----- Data for this exercise -----
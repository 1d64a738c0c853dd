//! Phase: tree-shaking.
//!
//! Parts are the nodes. A part reaches the parts declaring the symbols
//! it uses, and the files behind the import records it references; an
//! `export *` record keeps its whole target file. Marking starts at
//! each entry point and runs to a fixpoint; unmarked parts are dropped.
//! Running the pass twice yields the same live set.

use fixedbitset::FixedBitSet;

use jolt_common::refs::SourceIndex;
use jolt_parser::parts::{ExportsKind, NS_EXPORT_PART_INDEX};

use super::Linker;

/// Liveness for one tree-shake pass: `live[file]` has a bit per part.
pub(crate) struct Liveness {
    pub live: Vec<FixedBitSet>,
    pub reached_files: FixedBitSet,
}

impl Liveness {
    fn new(linker: &Linker<'_>) -> Self {
        Liveness {
            live: linker
                .asts
                .iter()
                .map(|ast| FixedBitSet::with_capacity(ast.parts.len().max(1)))
                .collect(),
            reached_files: FixedBitSet::with_capacity(linker.asts.len()),
        }
    }

    pub fn is_live(&self, file: SourceIndex, part: u32) -> bool {
        self.live[file.idx()].contains(part as usize)
    }
}

/// Mark everything reachable from one entry point.
pub(crate) fn shake_from_entry(linker: &Linker<'_>, entry: SourceIndex) -> Liveness {
    let mut liveness = Liveness::new(linker);
    let mut worklist: Vec<(SourceIndex, u32)> = Vec::new();

    mark_file(linker, entry, &mut liveness, &mut worklist);

    // The entry's exports must survive even when nothing inside the
    // bundle references them
    for export_ref in linker.meta[entry.idx()].resolved_exports.values() {
        mark_symbol(linker, *export_ref, &mut liveness, &mut worklist);
    }

    while let Some((file, part_index)) = worklist.pop() {
        let ast = &linker.asts[file.idx()];
        let part = &ast.parts[part_index as usize];

        // Symbol uses pull in declaring parts, possibly across files
        for reference in part.symbol_uses.keys() {
            mark_symbol(linker, *reference, &mut liveness, &mut worklist);
        }

        // Import records pull in target files. With code splitting a
        // dynamic import starts its own entry chunk instead of joining
        // this one.
        for &record_index in &part.import_record_indices {
            let record = &ast.import_records[record_index as usize];
            if record.is_unused || record.is_external {
                continue;
            }
            if record.kind == jolt_parser::parts::ImportKind::Dynamic
                && linker.options.splitting
            {
                continue;
            }
            let Some(target) = record.source_index else {
                continue;
            };
            mark_file(linker, target, &mut liveness, &mut worklist);
            if record.is_export_star {
                // Wildcard re-exports keep the whole target alive
                mark_all_parts(linker, target, &mut liveness, &mut worklist);
            }
            if linker.meta[target.idx()].wrap {
                // The interop binding calls the wrapper and the adapter
                mark_helper(linker, "__commonJS", &mut liveness, &mut worklist);
                mark_helper(linker, "__toESM", &mut liveness, &mut worklist);
            }
        }
    }

    // Exports objects install a getter per export, so everything they
    // expose must stay live, along with the installation helper
    for index in 0..linker.asts.len() {
        if liveness.reached_files.contains(index) && linker.meta[index].needs_exports_object {
            mark_helper(linker, "__export", &mut liveness, &mut worklist);
            for &export_ref in linker.meta[index].resolved_exports.values() {
                mark_symbol(linker, export_ref, &mut liveness, &mut worklist);
            }
        }
    }
    while let Some((file, part_index)) = worklist.pop() {
        let ast = &linker.asts[file.idx()];
        let part = &ast.parts[part_index as usize];
        for reference in part.symbol_uses.keys() {
            mark_symbol(linker, *reference, &mut liveness, &mut worklist);
        }
        for &record_index in &part.import_record_indices {
            let record = &ast.import_records[record_index as usize];
            if record.kind == jolt_parser::parts::ImportKind::Dynamic
                && linker.options.splitting
            {
                continue;
            }
            if let Some(target) = record.source_index {
                if !record.is_unused && !record.is_external {
                    mark_file(linker, target, &mut liveness, &mut worklist);
                }
            }
        }
    }

    liveness
}

/// Mark a file's baseline parts: the synthetic export part, everything
/// with side effects, and all parts of wrapped modules (a CommonJS body
/// is a single unit).
fn mark_file(
    linker: &Linker<'_>,
    file: SourceIndex,
    liveness: &mut Liveness,
    worklist: &mut Vec<(SourceIndex, u32)>,
) {
    if liveness.reached_files.contains(file.idx()) {
        return;
    }
    liveness.reached_files.insert(file.idx());

    let ast = &linker.asts[file.idx()];
    let meta = &linker.meta[file.idx()];

    if meta.wrap || meta.exports_kind == ExportsKind::CommonJs {
        mark_all_parts(linker, file, liveness, worklist);
        return;
    }

    mark_part(linker, file, NS_EXPORT_PART_INDEX, liveness, worklist);
    for (index, part) in ast.parts.iter().enumerate() {
        if !part.can_be_removed_if_unused || part.force_include {
            mark_part(linker, file, index as u32, liveness, worklist);
        }
    }
}

fn mark_all_parts(
    linker: &Linker<'_>,
    file: SourceIndex,
    liveness: &mut Liveness,
    worklist: &mut Vec<(SourceIndex, u32)>,
) {
    liveness.reached_files.insert(file.idx());
    for index in 0..linker.asts[file.idx()].parts.len() {
        mark_part(linker, file, index as u32, liveness, worklist);
    }
}

fn mark_part(
    linker: &Linker<'_>,
    file: SourceIndex,
    part_index: u32,
    liveness: &mut Liveness,
    worklist: &mut Vec<(SourceIndex, u32)>,
) {
    let _ = linker;
    let bits = &mut liveness.live[file.idx()];
    if bits.contains(part_index as usize) {
        return;
    }
    bits.insert(part_index as usize);
    worklist.push((file, part_index));
}

fn mark_symbol(
    linker: &Linker<'_>,
    reference: jolt_common::refs::Ref,
    liveness: &mut Liveness,
    worklist: &mut Vec<(SourceIndex, u32)>,
) {
    let canonical = linker.symbols.follow_read(reference);
    let (file, parts) = linker.declaring_parts(canonical);
    if parts.is_empty() {
        return;
    }
    mark_file(linker, file, liveness, worklist);
    for part in parts {
        mark_part(linker, file, part, liveness, worklist);
    }

    // A namespace alias reads through another binding at runtime
    if let Some(alias) = &linker.symbols.get(canonical).namespace_alias {
        mark_symbol(linker, alias.namespace_ref, liveness, worklist);
    }
}

fn mark_helper(
    linker: &Linker<'_>,
    name: &str,
    liveness: &mut Liveness,
    worklist: &mut Vec<(SourceIndex, u32)>,
) {
    if let Some(reference) = linker.runtime_helper_ref(name) {
        mark_symbol(linker, reference, liveness, worklist);
    }
}
use super::*;

#[test]
fn normalize_collapses_dot_segments() {
    assert_eq!(normalize_path("/a/./b/../c"), "/a/c");
    assert_eq!(normalize_path("/a//b"), "/a/b");
    assert_eq!(normalize_path("/../x"), "/x");
    assert_eq!(normalize_path("/"), "/");
}

#[test]
fn join_handles_relative_and_absolute() {
    assert_eq!(join_paths("/src", "./util.js"), "/src/util.js");
    assert_eq!(join_paths("/src/deep", "../util.js"), "/src/util.js");
    assert_eq!(join_paths("/src", "/other/x.js"), "/other/x.js");
}

#[test]
fn parent_dir_stops_at_root() {
    assert_eq!(parent_dir("/a/b/c.js"), "/a/b");
    assert_eq!(parent_dir("/a"), "/");
    assert_eq!(parent_dir("/"), "/");
}

#[test]
fn package_roots_include_scopes() {
    assert_eq!(
        package_root_of("/p/node_modules/lib/dist/index.js").as_deref(),
        Some("/p/node_modules/lib")
    );
    assert_eq!(
        package_root_of("/p/node_modules/@scope/lib/index.js").as_deref(),
        Some("/p/node_modules/@scope/lib")
    );
    assert_eq!(package_root_of("/p/src/index.js"), None);
}
/// Strictly-above level, for right operands of left-associative
/// operators (and the mirrored case).
fn above(level: Precedence) -> Precedence {
    use Precedence as P;
    match level {
        P::Lowest => P::Comma,
        P::Comma => P::Spread,
        P::Spread => P::Yield,
        P::Yield => P::Assign,
        P::Assign => P::Conditional,
        P::Conditional => P::NullishCoalescing,
        P::NullishCoalescing => P::LogicalOr,
        P::LogicalOr => P::LogicalAnd,
        P::LogicalAnd => P::BitwiseOr,
        P::BitwiseOr => P::BitwiseXor,
        P::BitwiseXor => P::BitwiseAnd,
        P::BitwiseAnd => P::Equals,
        P::Equals => P::Compare,
        P::Compare => P::Shift,
        P::Shift => P::Add,
        P::Add => P::Multiply,
        P::Multiply => P::Exponentiation,
        P::Exponentiation => P::Prefix,
        P::Prefix => P::Postfix,
        P::Postfix => P::New,
        P::New => P::Call,
        P::Call | P::Member => P::Member,
    }
}

/// Whether this node is the visible head of an optional chain; a plain
/// access over one must parenthesize it to break the chain.
fn is_optional_chain_top(expr: &Expr) -> bool {
    match &expr.data {
        EData::Dot(dot) => dot.optional_chain != OptionalChain::None,
        EData::Index(index) => index.optional_chain != OptionalChain::None,
        EData::Call(call) => call.optional_chain != OptionalChain::None,
        _ => false,
    }
}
-----
_Requirement_: There is a run of lines above from the one with "fn new(linker: &Linker<'_>)" to the one with "for export_ref in"; print exactly that run, both ends included, and nothing else.

_Output below_:
    fn new(linker: &Linker<'_>) -> Self {
        Liveness {
            live: linker
                .asts
                .iter()
                .map(|ast| FixedBitSet::with_capacity(ast.parts.len().max(1)))
                .collect(),
            reached_files: FixedBitSet::with_capacity(linker.asts.len()),
        }
    }

    pub fn is_live(&self, file: SourceIndex, part: u32) -> bool {
        self.live[file.idx()].contains(part as usize)
    }
}

/// Mark everything reachable from one entry point.
pub(crate) fn shake_from_entry(linker: &Linker<'_>, entry: SourceIndex) -> Liveness {
    let mut liveness = Liveness::new(linker);
    let mut worklist: Vec<(SourceIndex, u32)> = Vec::new();

    mark_file(linker, entry, &mut liveness, &mut worklist);

    // The entry's exports must survive even when nothing inside the
    // bundle references them
    for export_ref in linker.meta[entry.idx()].resolved_exports.values() {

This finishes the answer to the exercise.